Has hitting your calves daily like that gave you better results.


----------



## chicken_hawk (Feb 25, 2016)

I have shitty calves (but great forearms that I never train), but I have seen this situation before. And unfortunately I view them as tools. Why, one because it looks stupid...I would look like popeye. Two, why don't these jokers spend time on their quads and hams? This is not meant to be harsh at all, but it is no different then guys with chicken legs and imho shows a lack of heart. The two examples from my gym only do leg extensions and leg curls.  Sorry to bust your balls but it peevs me.

Hawk


----------



## custom creation (Feb 25, 2016)

Working my calves has paid off. I want to be as proportioned as possible


----------



## aon1 (Feb 25, 2016)

chicken_hawk said:


> I have shitty calves (but great forearms that I never train), but I have seen this situation before. And unfortunately I view them as tools. Why, one because it looks stupid...I would look like popeye. Two, why don't these jokers spend time on their quads and hams? This is not meant to be harsh at all, but it is no different then guys with chicken legs and imho shows a lack of heart. The two examples from my gym only do leg extensions and leg curls.  Sorry to bust your balls but it peevs me.
> 
> Hawk



By all means I asked for all opinions and value honesty because in general its usually some of the best advise. I've been hitting a full leg work out every 4 days as long as I'm not to sore I've just added in the EOD calves recently . My quads and hams train fairly easy also and is part of wanting to perfect my calves because I don't like the overblown upper legs look but have to train them to stay in proportion . I guess I was kind of thinking if I can get calves at tipping point of to much it may balance out the look. But like I say I want all opinions ,that's why I ask.


----------



## AR-15 (Feb 25, 2016)

Chicken legs due to lack of heart? Id have to disagree with that one Hawk. Maybe since my legs are nowhere near up to par with my upper body. I know how to train for size as my upper body will atest to but no matter what I do my legs will never catch up. I have what I call runners legs and Im sure its do to genetics. No its not a cop out. Its just the way it is. Ive walked out many of times from leg day pucking in the parking lot thinking wtf? Dont get me wrong I have muscler legs but nothing like my upperbody. When people bust my balls and say my arms are as big as my legs I just say hey Im built for speed. Lol Seriously though it sucks and to me its embarrassing but what can you do except keep hitting on getting on and hope the fucking things will grow....AR....


----------



## squatster (Feb 25, 2016)

With legs - these guys can get your legs huge
You just need to find what gets them up for you
Mine was heavy heavy full squats sumo style with also high reps and real heavy presses always deep in the hole and almost fully extended- did them every 5 days and some times sooner if I felt good


----------



## custom creation (Feb 25, 2016)

Deep frontal squats will blow up your legs.
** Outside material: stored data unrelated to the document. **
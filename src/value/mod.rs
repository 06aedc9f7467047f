//! Dynamic value model that guards are tested against.
//!
//! Dispatch routes calls by inspecting concrete argument values at run time,
//! so arguments are carried as [`Value`], a small dynamic type covering the
//! scalar, collection, and object shapes guards know how to probe. Type
//! references are first-class ([`Value::Type`]), which is what makes "equals
//! the type `Int`" and "is an instance of `Int`" two different guards.

pub mod capabilities;

pub use self::capabilities::{capability_names, invoke_capability, respond_to};

use std::collections::BTreeMap;
use std::fmt;

use serde::{Deserialize, Serialize};

/// A dynamically typed value.
#[derive(Debug, Clone, PartialEq, Serialize, Deserialize)]
pub enum Value {
    /// The absent value.
    Nil,
    /// A boolean.
    Bool(bool),
    /// A signed integer.
    Int(i64),
    /// A double-precision float.
    Float(f64),
    /// A string.
    Str(String),
    /// An ordered sequence of values.
    List(Vec<Value>),
    /// A string-keyed mapping.
    Map(BTreeMap<String, Value>),
    /// A first-class type reference.
    Type(ValueType),
    /// A host object: a named bag of members.
    Object(Object),
}

/// A type tag, usable both as an instance-of guard and as a value in its
/// own right (via [`Value::Type`]).
///
/// `Any` and `Number` are abstract: no value has them as its concrete type,
/// but `Any` admits every value and `Number` admits `Int` and `Float`.
#[derive(Debug, Clone, Copy, PartialEq, Eq, Hash, Serialize, Deserialize)]
pub enum ValueType {
    /// Admits every value.
    Any,
    /// Admits `Int` and `Float`.
    Number,
    /// The type of `Value::Nil`.
    Nil,
    /// The type of booleans.
    Bool,
    /// The type of integers.
    Int,
    /// The type of floats.
    Float,
    /// The type of strings.
    Str,
    /// The type of lists.
    List,
    /// The type of maps.
    Map,
    /// The type of type references themselves.
    Type,
    /// The type of host objects.
    Object,
}

impl ValueType {
    /// Instance-of test, abstract types included.
    pub fn matches(&self, value: &Value) -> bool {
        match self {
            ValueType::Any => true,
            ValueType::Number => matches!(value, Value::Int(_) | Value::Float(_)),
            ValueType::Nil => matches!(value, Value::Nil),
            ValueType::Bool => matches!(value, Value::Bool(_)),
            ValueType::Int => matches!(value, Value::Int(_)),
            ValueType::Float => matches!(value, Value::Float(_)),
            ValueType::Str => matches!(value, Value::Str(_)),
            ValueType::List => matches!(value, Value::List(_)),
            ValueType::Map => matches!(value, Value::Map(_)),
            ValueType::Type => matches!(value, Value::Type(_)),
            ValueType::Object => matches!(value, Value::Object(_)),
        }
    }

    /// Short type name.
    pub fn name(&self) -> &'static str {
        match self {
            ValueType::Any => "Any",
            ValueType::Number => "Number",
            ValueType::Nil => "Nil",
            ValueType::Bool => "Bool",
            ValueType::Int => "Int",
            ValueType::Float => "Float",
            ValueType::Str => "Str",
            ValueType::List => "List",
            ValueType::Map => "Map",
            ValueType::Type => "Type",
            ValueType::Object => "Object",
        }
    }
}

impl fmt::Display for ValueType {
    fn fmt(&self, f: &mut fmt::Formatter<'_>) -> fmt::Result {
        write!(f, "{}", self.name())
    }
}

/// A host object: a type name plus named members.
///
/// Members double as the object's capabilities: the object responds to
/// exactly its member names (plus the universal `to_s`), and invoking a
/// member capability reads the member's value.
#[derive(Debug, Clone, PartialEq, Serialize, Deserialize)]
pub struct Object {
    /// Name of the object's type.
    pub type_name: String,
    /// Named members.
    pub members: BTreeMap<String, Value>,
}

impl Object {
    /// Create an object with no members.
    pub fn new(type_name: impl Into<String>) -> Self {
        Self {
            type_name: type_name.into(),
            members: BTreeMap::new(),
        }
    }

    /// Builder-style member insertion.
    pub fn member(mut self, name: impl Into<String>, value: impl Into<Value>) -> Self {
        self.members.insert(name.into(), value.into());
        self
    }
}

impl Value {
    /// The concrete type of this value.
    pub fn type_of(&self) -> ValueType {
        match self {
            Value::Nil => ValueType::Nil,
            Value::Bool(_) => ValueType::Bool,
            Value::Int(_) => ValueType::Int,
            Value::Float(_) => ValueType::Float,
            Value::Str(_) => ValueType::Str,
            Value::List(_) => ValueType::List,
            Value::Map(_) => ValueType::Map,
            Value::Type(_) => ValueType::Type,
            Value::Object(_) => ValueType::Object,
        }
    }

    /// Short name of the concrete type.
    pub fn type_name(&self) -> &'static str {
        self.type_of().name()
    }

    /// Build a list value from anything convertible.
    pub fn list(items: impl IntoIterator<Item = impl Into<Value>>) -> Value {
        Value::List(items.into_iter().map(Into::into).collect())
    }

    /// Convert to a `serde_json` value.
    ///
    /// Lossy at the edges: type references become their name as a string,
    /// objects become a map of their members.
    pub fn to_json(&self) -> serde_json::Value {
        match self {
            Value::Nil => serde_json::Value::Null,
            Value::Bool(b) => serde_json::Value::Bool(*b),
            Value::Int(i) => serde_json::Value::from(*i),
            Value::Float(x) => serde_json::Value::from(*x),
            Value::Str(s) => serde_json::Value::String(s.clone()),
            Value::List(items) => {
                serde_json::Value::Array(items.iter().map(Value::to_json).collect())
            }
            Value::Map(entries) => serde_json::Value::Object(
                entries
                    .iter()
                    .map(|(k, v)| (k.clone(), v.to_json()))
                    .collect(),
            ),
            Value::Type(ty) => serde_json::Value::String(ty.name().to_string()),
            Value::Object(obj) => serde_json::Value::Object(
                obj.members
                    .iter()
                    .map(|(k, v)| (k.clone(), v.to_json()))
                    .collect(),
            ),
        }
    }

    // Rendering used inside collections: strings are quoted there, while
    // Display at the top level yields raw string content.
    fn render(&self, f: &mut fmt::Formatter<'_>) -> fmt::Result {
        match self {
            Value::Str(s) => write!(f, "{s:?}"),
            other => write!(f, "{other}"),
        }
    }
}

impl fmt::Display for Value {
    fn fmt(&self, f: &mut fmt::Formatter<'_>) -> fmt::Result {
        match self {
            Value::Nil => write!(f, "nil"),
            Value::Bool(b) => write!(f, "{b}"),
            Value::Int(i) => write!(f, "{i}"),
            Value::Float(x) => write!(f, "{x}"),
            Value::Str(s) => write!(f, "{s}"),
            Value::List(items) => {
                write!(f, "[")?;
                for (i, item) in items.iter().enumerate() {
                    if i > 0 {
                        write!(f, ", ")?;
                    }
                    item.render(f)?;
                }
                write!(f, "]")
            }
            Value::Map(entries) => {
                write!(f, "{{")?;
                for (i, (key, value)) in entries.iter().enumerate() {
                    if i > 0 {
                        write!(f, ", ")?;
                    }
                    write!(f, "{key:?}: ")?;
                    value.render(f)?;
                }
                write!(f, "}}")
            }
            Value::Type(ty) => write!(f, "{ty}"),
            Value::Object(obj) => {
                write!(f, "{} {{", obj.type_name)?;
                for (i, (name, value)) in obj.members.iter().enumerate() {
                    if i > 0 {
                        write!(f, ",")?;
                    }
                    write!(f, " {name}: ")?;
                    value.render(f)?;
                }
                write!(f, " }}")
            }
        }
    }
}

impl From<bool> for Value {
    fn from(b: bool) -> Self {
        Value::Bool(b)
    }
}

impl From<i64> for Value {
    fn from(i: i64) -> Self {
        Value::Int(i)
    }
}

impl From<i32> for Value {
    fn from(i: i32) -> Self {
        Value::Int(i64::from(i))
    }
}

impl From<f64> for Value {
    fn from(x: f64) -> Self {
        Value::Float(x)
    }
}

impl From<&str> for Value {
    fn from(s: &str) -> Self {
        Value::Str(s.to_string())
    }
}

impl From<String> for Value {
    fn from(s: String) -> Self {
        Value::Str(s)
    }
}

impl From<Vec<Value>> for Value {
    fn from(items: Vec<Value>) -> Self {
        Value::List(items)
    }
}

impl From<BTreeMap<String, Value>> for Value {
    fn from(entries: BTreeMap<String, Value>) -> Self {
        Value::Map(entries)
    }
}

impl From<ValueType> for Value {
    fn from(ty: ValueType) -> Self {
        Value::Type(ty)
    }
}

impl From<Object> for Value {
    fn from(obj: Object) -> Self {
        Value::Object(obj)
    }
}

impl From<serde_json::Value> for Value {
    fn from(v: serde_json::Value) -> Self {
        match v {
            serde_json::Value::Null => Value::Nil,
            serde_json::Value::Bool(b) => Value::Bool(b),
            serde_json::Value::Number(n) => match n.as_i64() {
                Some(i) => Value::Int(i),
                None => Value::Float(n.as_f64().unwrap_or(f64::NAN)),
            },
            serde_json::Value::String(s) => Value::Str(s),
            serde_json::Value::Array(items) => {
                Value::List(items.into_iter().map(Value::from).collect())
            }
            serde_json::Value::Object(entries) => Value::Map(
                entries
                    .into_iter()
                    .map(|(k, v)| (k, Value::from(v)))
                    .collect(),
            ),
        }
    }
}

#[cfg(test)]
mod tests {
    use super::*;

    #[test]
    fn test_instance_of_concrete_types() {
        assert!(ValueType::Int.matches(&Value::Int(2)));
        assert!(!ValueType::Int.matches(&Value::Str("2".into())));
        assert!(ValueType::Str.matches(&Value::Str("x".into())));
        assert!(ValueType::List.matches(&Value::list([1, 2])));
    }

    #[test]
    fn test_abstract_types_admit_subtypes() {
        assert!(ValueType::Number.matches(&Value::Int(1)));
        assert!(ValueType::Number.matches(&Value::Float(1.5)));
        assert!(!ValueType::Number.matches(&Value::Str("1".into())));
        assert!(ValueType::Any.matches(&Value::Nil));
        assert!(ValueType::Any.matches(&Value::Type(ValueType::Int)));
    }

    #[test]
    fn test_type_reference_is_not_an_instance() {
        // The reference `Int` is a Type value; only `Int` *instances* match.
        assert!(!ValueType::Int.matches(&Value::Type(ValueType::Int)));
        assert!(ValueType::Type.matches(&Value::Type(ValueType::Int)));
    }

    #[test]
    fn test_display_forms() {
        assert_eq!(Value::list(Vec::<i64>::new()).to_string(), "[]");
        assert_eq!(
            Value::List(vec![Value::Int(1), Value::Str("a".into())]).to_string(),
            "[1, \"a\"]"
        );
        assert_eq!(Value::Str("plain".into()).to_string(), "plain");
        assert_eq!(Value::Type(ValueType::Number).to_string(), "Number");
    }

    #[test]
    fn test_equality_is_strict_per_shape() {
        assert_ne!(Value::Int(2), Value::Float(2.0));
        assert_ne!(Value::Str("2".into()), Value::Int(2));
    }

    #[test]
    fn test_json_interop_round_trip() {
        let json = serde_json::json!({"name": "box", "sizes": [1, 2.5], "open": true});
        let value = Value::from(json.clone());
        assert_eq!(
            value,
            Value::Map(BTreeMap::from([
                ("name".to_string(), Value::Str("box".into())),
                (
                    "sizes".to_string(),
                    Value::List(vec![Value::Int(1), Value::Float(2.5)])
                ),
                ("open".to_string(), Value::Bool(true)),
            ]))
        );
        assert_eq!(value.to_json(), json);
    }

    #[test]
    fn test_value_serde_round_trip() {
        let value = Value::Object(
            Object::new("Point").member("x", 1).member("y", 2),
        );
        let encoded = serde_json::to_string(&value).unwrap();
        let decoded: Value = serde_json::from_str(&encoded).unwrap();
        assert_eq!(decoded, value);
    }
}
I can also say that winstrol and prop injected eod per quad will make them huge! I know because I have done it!

Bear


----------



## 101st Ranger (Feb 25, 2016)

I say make them as big as possible. although bodybuilding is and does favor an overall proportioned physique, when you take the population of bbers as a whole, the whole point is to stand out and look as freakish as possible. So, I would say any genetic advantage you have, you should employ. And hell, even the pros do it. And calves are the perfect example of this. Some have respectable calves and others have development that looks inhuman lol. I say go for the inhuman look


----------



## chicken_hawk (Feb 26, 2016)

AR-15 said:


> Chicken legs due to lack of heart? Id have to disagree with that one Hawk. Maybe since my legs are nowhere near up to par with my upper body. I know how to train for size as my upper body will atest to but no matter what I do my legs will never catch up. I have what I call runners legs and Im sure its do to genetics. No its not a cop out. Its just the way it is. Ive walked out many of times from leg day pucking in the parking lot thinking wtf? Dont get me wrong I have muscler legs but nothing like my upperbody. When people bust my balls and say my arms are as big as my legs I just say hey Im built for speed. Lol Seriously though it sucks and to me its embarrassing but what can you do except keep hitting on getting on and hope the fucking things will grow....AR....
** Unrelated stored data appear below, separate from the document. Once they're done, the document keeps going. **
//! Active session handlers.

use tabled::Tabled;

use hotspotctl_core::{ActiveSession, Command as CoreCommand, Manager};

use crate::cli::{GlobalOpts, SessionsArgs, SessionsCommand};
use crate::error::CliError;
use crate::output;

use super::util;

#[derive(Tabled)]
struct SessionRow {
    #[tabled(rename = "ID")]
    id: String,
    #[tabled(rename = "User")]
    user: String,
    #[tabled(rename = "MAC")]
    mac_address: String,
    #[tabled(rename = "IP")]
    address: String,
    #[tabled(rename = "Uptime")]
    uptime: String,
    #[tabled(rename = "Time Left")]
    time_left: String,
    #[tabled(rename = "Login By")]
    login_by: String,
}

impl From<&ActiveSession> for SessionRow {
    fn from(s: &ActiveSession) -> Self {
        Self {
            id: s.id.to_string(),
            user: output::or_dash(s.user.as_deref()),
            mac_address: output::or_dash(s.mac_address.as_deref()),
            address: output::or_dash(s.address.as_deref()),
            uptime: output::or_dash(s.uptime.as_deref()),
            time_left: output::or_dash(s.session_time_left.as_deref()),
            login_by: output::or_dash(s.login_by.as_deref()),
        }
    }
}

pub async fn handle(
    manager: &Manager,
    args: SessionsArgs,
    global: &GlobalOpts,
) -> Result<(), CliError> {
    match args.command {
        SessionsCommand::List => {
            let sessions = manager.list_active_sessions().await?;
            let out = output::render_listing(
                &global.output,
                &sessions,
                |s| SessionRow::from(s),
                |s| s.id.to_string(),
            )?;
            output::print_output(&out, global.quiet);
            Ok(())
        }

        SessionsCommand::Logout { mac, ip } => {
            let target = mac.as_deref().or(ip.as_deref()).unwrap_or_default().to_owned();
            if !util::confirm(
                "sessions logout",
                &format!("Log out session {target}?"),
                global.yes,
            )? {
                return Ok(());
            }
            manager
                .execute(CoreCommand::Logout {
                    mac_address: mac,
                    ip_address: ip,
                })
                .await?;
            output::success(global, &format!("Session {target} logged out"));
            Ok(())
        }
    }
}
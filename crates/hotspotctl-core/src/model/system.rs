// ── Router telemetry ──

use serde::{Deserialize, Serialize};

/// Identity, resource and clock read-out merged into one record.
///
/// Values are passed through as the router renders them.
#[derive(Debug, Clone, Default, Serialize, Deserialize)]
pub struct RouterInfo {
    pub router_name: Option<String>,
    pub uptime: Option<String>,
    pub version: Option<String>,
    pub cpu_load: Option<u64>,
    pub cpu_frequency: Option<u64>,
    pub cpu_count: Option<u64>,
    pub free_memory: Option<u64>,
    pub total_memory: Option<u64>,
    pub free_hdd_space: Option<u64>,
    pub total_hdd_space: Option<u64>,
    pub architecture_name: Option<String>,
    pub board_name: Option<String>,
    pub platform: Option<String>,
    pub time: Option<String>,
    pub date: Option<String>,
}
Pussy j/k.  I feel yah, and we all have been dealt our hand so small calves and wide hips/narrow shoulders is mine but here is my point. From experience guys wont stop or slow down training their strengths to make more time and recovery for weak parts.  
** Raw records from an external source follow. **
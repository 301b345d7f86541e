// ── Runtime connection configuration ──
//
// These types describe *how* to reach a RouterOS device. They carry
// credential data and connection tuning, but never touch disk; the CLI
// builds a `RouterConfig` from its profile files and hands it in.

use std::path::PathBuf;
use std::time::Duration;

use hotspotctl_api::{TlsMode, TransportConfig};
use secrecy::SecretString;
use url::Url;

use crate::credentials::{DEFAULT_PREFIX, DEFAULT_SUFFIX_BYTES};

/// TLS verification strategy.
#[derive(Debug, Clone, Default, PartialEq, Eq)]
pub enum TlsVerification {
    /// System CA store (strict).
    SystemDefaults,
    /// Custom CA certificate file.
    CustomCa(PathBuf),
    /// Skip verification. RouterOS ships a self-signed certificate.
    #[default]
    DangerAcceptInvalid,
}

/// Configuration for talking to a single router.
#[derive(Debug, Clone)]
pub struct RouterConfig {
    /// Router URL (e.g., `https://192.168.88.1`).
    pub url: Url,
    pub username: String,
    pub password: SecretString,
    pub tls: TlsVerification,
    /// Per-request timeout.
    pub timeout: Duration,
    /// Username prefix for generated vouchers.
    pub voucher_prefix: String,
    /// Random bytes per voucher username/password (two hex digits each).
    pub voucher_suffix_bytes: usize,
}

impl RouterConfig {
    pub fn new(url: Url, username: impl Into<String>, password: SecretString) -> Self {
        Self {
            url,
            username: username.into(),
            password,
            tls: TlsVerification::default(),
            timeout: Duration::from_secs(30),
            voucher_prefix: DEFAULT_PREFIX.to_owned(),
            voucher_suffix_bytes: DEFAULT_SUFFIX_BYTES,
        }
    }

    pub(crate) fn transport(&self) -> TransportConfig {
        let tls = match &self.tls {
            TlsVerification::SystemDefaults => TlsMode::System,
            TlsVerification::CustomCa(path) => TlsMode::CustomCa(path.clone()),
            TlsVerification::DangerAcceptInvalid => TlsMode::DangerAcceptInvalid,
        };
        TransportConfig {
            tls,
            timeout: self.timeout,
        }
    }
}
I will send 10lbs of ON Gold standard whey to anyone with this problem who switches to training a weak spot twice as often as their strengths and does not see significant improvement. The body can be stubborn but it will adapt given enough volume and frequency. Plumbers come in all shapes and sizes but find one without a vice grip. The body becomes its function is what the bulgarians teach and while we each have limited potential you can not make the body stop adapting baring illnes. 

My calves are behind because i often dont train them when prepping for pling meet however they are catching up  on  this hypertrophy cycle cuz I train them more frequently. Want to bench more then bemch more, want bigger forearms then train them more. Volume is king and it can't be stopped...

Hawk


----------



## custom creation (Feb 26, 2016)

chicken_hawk said:


> Pussy j/k.  I feel yah, and we all have been dealt our hand so small calves and wide hips/narrow shoulders is mine but here is my point. From experience guys wont stop or slow down training their strengths to make more time and recovery for weak parts.
> 
> I will send 10lbs of ON Gold standard whey to anyone with this problem who switches to training a weak spot twice as often as their strengths and does not see significant improvement. The body can be stubborn but it will adapt given enough volume and frequency. Plumbers come in all shapes and sizes but find one without a vice grip. The body becomes its function is what the bulgarians teach and while we each have limited potential you can not make the body stop adapting baring illnes.
> 
> ...



  Hawk,
  I'll take that protein anytime you wanna give it away!

Bear


----------



## AR-15 (Feb 26, 2016)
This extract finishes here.